Loading Data from S3 to FSx and Using S3 as Backup
This section describes how to load data from Amazon S3 into an FSx for Lustre file system using Data Repository Associations (DRA), and presents a recommended strategy for using S3 as durable storage to back up data when using FSx scratch file systems.
Background and Design Philosophy
FSx for Lustre scratch file systems provide very high I/O performance at low cost, but they are not durable storage:
Scratch FSx does not replicate data
Scratch FSx does not support backups
Data loss is possible in the event of service or hardware failure
Therefore:
FSx scratch must never be treated as the only copy of important data
Amazon S3 should be used as the authoritative source and/or backup
The recommended design is:
Input data: stored durably in S3, imported into FSx for fast access
Output data: written to FSx during computation and exported back to S3
Data Repository Associations (DRA)
A Data Repository Association (DRA) links a directory inside FSx to an S3 bucket or prefix.
For example:
FSx path
/ExtData↔s3://my-bucket/ExtData/FSx path
/output↔s3://my-bucket/output/
After mounting FSx locally at /fsx_input, these appear as:
/fsx_input/ExtData
/fsx_input/output
A file system may have multiple DRAs, provided their FSx paths do not overlap.
How Data Is Loaded from S3 to FSx
It is important to understand that creating a DRA does not immediately copy all file contents from S3.
By default:
FSx does not proactively import metadata or file contents
Metadata and data are imported lazily when files are accessed
This behavior saves time and storage for large datasets
There are three ways to populate data from S3 to FSx.

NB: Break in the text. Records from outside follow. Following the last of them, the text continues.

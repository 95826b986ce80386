//! Session: the single-user "currently open file" state, passed explicitly
//! to every operation so independent sessions (and tests) never interfere.

use polars::prelude::*;

use crate::config::AppConfig;
use crate::error::{ParqError, Result};
use crate::fetch::{Page, PageFetcher, RowRange};
use crate::query::ViewSpec;
use crate::reader::{choose_plan, AccessPlan, FileHandle, FileInfo, PlanOverride};
use crate::sample;
use crate::stats::{column_stats, ColumnStats};

pub struct Session {
    config: AppConfig,
    handle: Option<FileHandle>,
    plan: AccessPlan,
    fetcher: PageFetcher,
}

impl Session {
    pub fn new(config: AppConfig) -> Self {
        Self {
            config,
            handle: None,
            plan: AccessPlan::FullLoad,
            fetcher: PageFetcher::new(),
        }
    }

    pub fn config(&self) -> &AppConfig {
        &self.config
    }

    /// Open a file from a local path, replacing and releasing any previously
    /// open handle (and its caches) immediately.
    pub fn open_path(&mut self, path: impl AsRef<std::path::Path>, overrides: PlanOverride) -> Result<&FileInfo> {
        let handle = FileHandle::open(path)?;
        self.install(handle, overrides)
    }

    /// Open from an uploaded byte stream (persisted to a temp file owned by
    /// the handle; removed when the handle is dropped).
    pub fn open_bytes(&mut self, bytes: &[u8], name: &str, overrides: PlanOverride) -> Result<&FileInfo> {
        let handle =
            FileHandle::open_bytes(bytes, name, self.config.file_loading.max_upload_bytes)?;
        self.install(handle, overrides)
    }

    fn install(&mut self, handle: FileHandle, overrides: PlanOverride) -> Result<&FileInfo> {
        // Drop the old handle first so its temp file (if any) and caches are
        // released before the new file is served.
        self.handle = None;
        self.fetcher.invalidate();
        self.plan = choose_plan(&handle, &self.config.file_loading, overrides);
        self.handle = Some(handle);
        self.info()
    }

    /// Re-pick the plan for the current file, e.g. when the user toggles
    /// between "load full data" and "load random sample".
    pub fn override_plan(&mut self, overrides: PlanOverride) -> Result<AccessPlan> {
        let handle = self.handle()?;
        let plan = choose_plan(handle, &self.config.file_loading, overrides);
        if plan != self.plan {
            self.plan = plan;
            self.fetcher.invalidate();
        }
        Ok(plan)
    }

    pub fn plan(&self) -> AccessPlan {
        self.plan
    }

    pub fn is_open(&self) -> bool {
        self.handle.is_some()
    }

    /// Close the current file, releasing its resources immediately.
    pub fn close(&mut self) {
        self.handle = None;
        self.fetcher.invalidate();
        self.plan = AccessPlan::FullLoad;
    }

    fn handle(&self) -> Result<&FileHandle> {
        self.handle.as_ref().ok_or(ParqError::NoFileOpen)
    }

    pub fn info(&self) -> Result<&FileInfo> {
        Ok(self.handle()?.info())
    }

    /// One page of the view, under the active plan.
    pub fn page(&mut self, range: RowRange, view: &ViewSpec) -> Result<Page> {
        let plan = self.plan;
        let handle = self.handle.as_ref().ok_or(ParqError::NoFileOpen)?;
        self.fetcher.fetch(handle, plan, range, view)
    }

    /// Draw (or redraw) the sample frame for a sampled plan. Seeded draws are
    /// deterministic; the frame also becomes the paging source.
    pub fn sample_page(&mut self, seed: Option<u64>) -> Result<Page> {
        let size = match self.plan {
            AccessPlan::Sampled { size } => size,
            _ => self.config.file_loading.sample_size,
        };
        let page = sample::draw(self.handle()?, size, seed)?;
        self.fetcher.set_sample(page.df.clone());
        Ok(page)
    }

    /// Column statistics under the active plan. FullLoad computes exact
    /// figures over the whole table; a sampled plan computes over the sample;
    /// streaming computes over a capped window. Anything not exact-on-full is
    /// labeled `is_sampled`.
    pub fn stats(&mut self, column: &str) -> Result<ColumnStats> {
        let (df, is_sampled) = self.stats_frame()?;
        column_stats(&df, column, is_sampled)
    }

    /// Statistics for every column, e.g. for a schema-wide summary table.
    pub fn all_stats(&mut self) -> Result<Vec<ColumnStats>> {
        let (df, is_sampled) = self.stats_frame()?;
        let names: Vec<String> = df
            .get_column_names()
            .into_iter()
            .map(|n| n.to_string())
            .collect();
        names
            .iter()
            .map(|name| column_stats(&df, name, is_sampled))
            .collect()
    }

    fn stats_frame(&mut self) -> Result<(DataFrame, bool)> {
        match self.plan {
            AccessPlan::FullLoad => {
                let df = self
                    .page(RowRange::new(0, usize::MAX), &ViewSpec::default())?
                    .df;
                Ok((df, false))
            }
            AccessPlan::Sampled { .. } => {
                let df = self
                    .page(RowRange::new(0, usize::MAX), &ViewSpec::default())?
                    .df;
                Ok((df, true))
            }
            AccessPlan::RowGroupStream => {
                // Capped window keeps stats cheap on big files; the flag on
                // the result says the figures are not exact-on-full.
                let cap = self.config.file_loading.stats_row_cap;
                let handle = self.handle()?;
                let exact = handle.row_count() <= cap;
                let len = if exact { handle.row_count() } else { cap };
                let df = handle.scan()?.slice(0, len as IdxSize).collect()?;
                Ok((df, !exact))
            }
        }
    }
}
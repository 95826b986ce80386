use polars::prelude::*;
use std::io::Write;
use tempfile::NamedTempFile;

/// Write a small Parquet file with `rows` rows of (id, name, price).
pub fn write_parquet(rows: usize) -> NamedTempFile {
    write_parquet_grouped(rows, None)
}

/// Same, but split into row groups of `group_size` rows each.
pub fn write_parquet_grouped(rows: usize, group_size: Option<usize>) -> NamedTempFile {
    let mut df = df!(
        "id" => (0..rows as i64).collect::<Vec<i64>>(),
        "name" => (0..rows).map(|i| format!("row_{}", i)).collect::<Vec<String>>(),
        "price" => (0..rows).map(|i| i as f64 * 1.5).collect::<Vec<f64>>()
    )
    .unwrap();

    let mut temp = NamedTempFile::new().unwrap();
    ParquetWriter::new(temp.as_file_mut())
        .with_row_group_size(group_size)
        .finish(&mut df)
        .unwrap();
    temp.flush().unwrap();
    temp
}

/// Column `id` of a frame as a plain Vec, for order assertions.
pub fn ids_of(df: &DataFrame) -> Vec<i64> {
    df.column("id")
        .unwrap()
        .i64()
        .unwrap()
        .into_no_null_iter()
        .collect()
}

Method 1: On-Demand Loading (Default)
If auto-import policies are enabled on the DRA:
Files and directories appear immediately under FSx
File contents are fetched automatically when first accessed
Example:
ls /fsx-input/ExtData
cat /fsx-input/ExtData/example.nc
This method is sufficient for most workflows and requires no manual action.
Method 2: Batch Metadata Import (Recommended After Creation)
To ensure the full directory structure appears immediately, run a metadata import task.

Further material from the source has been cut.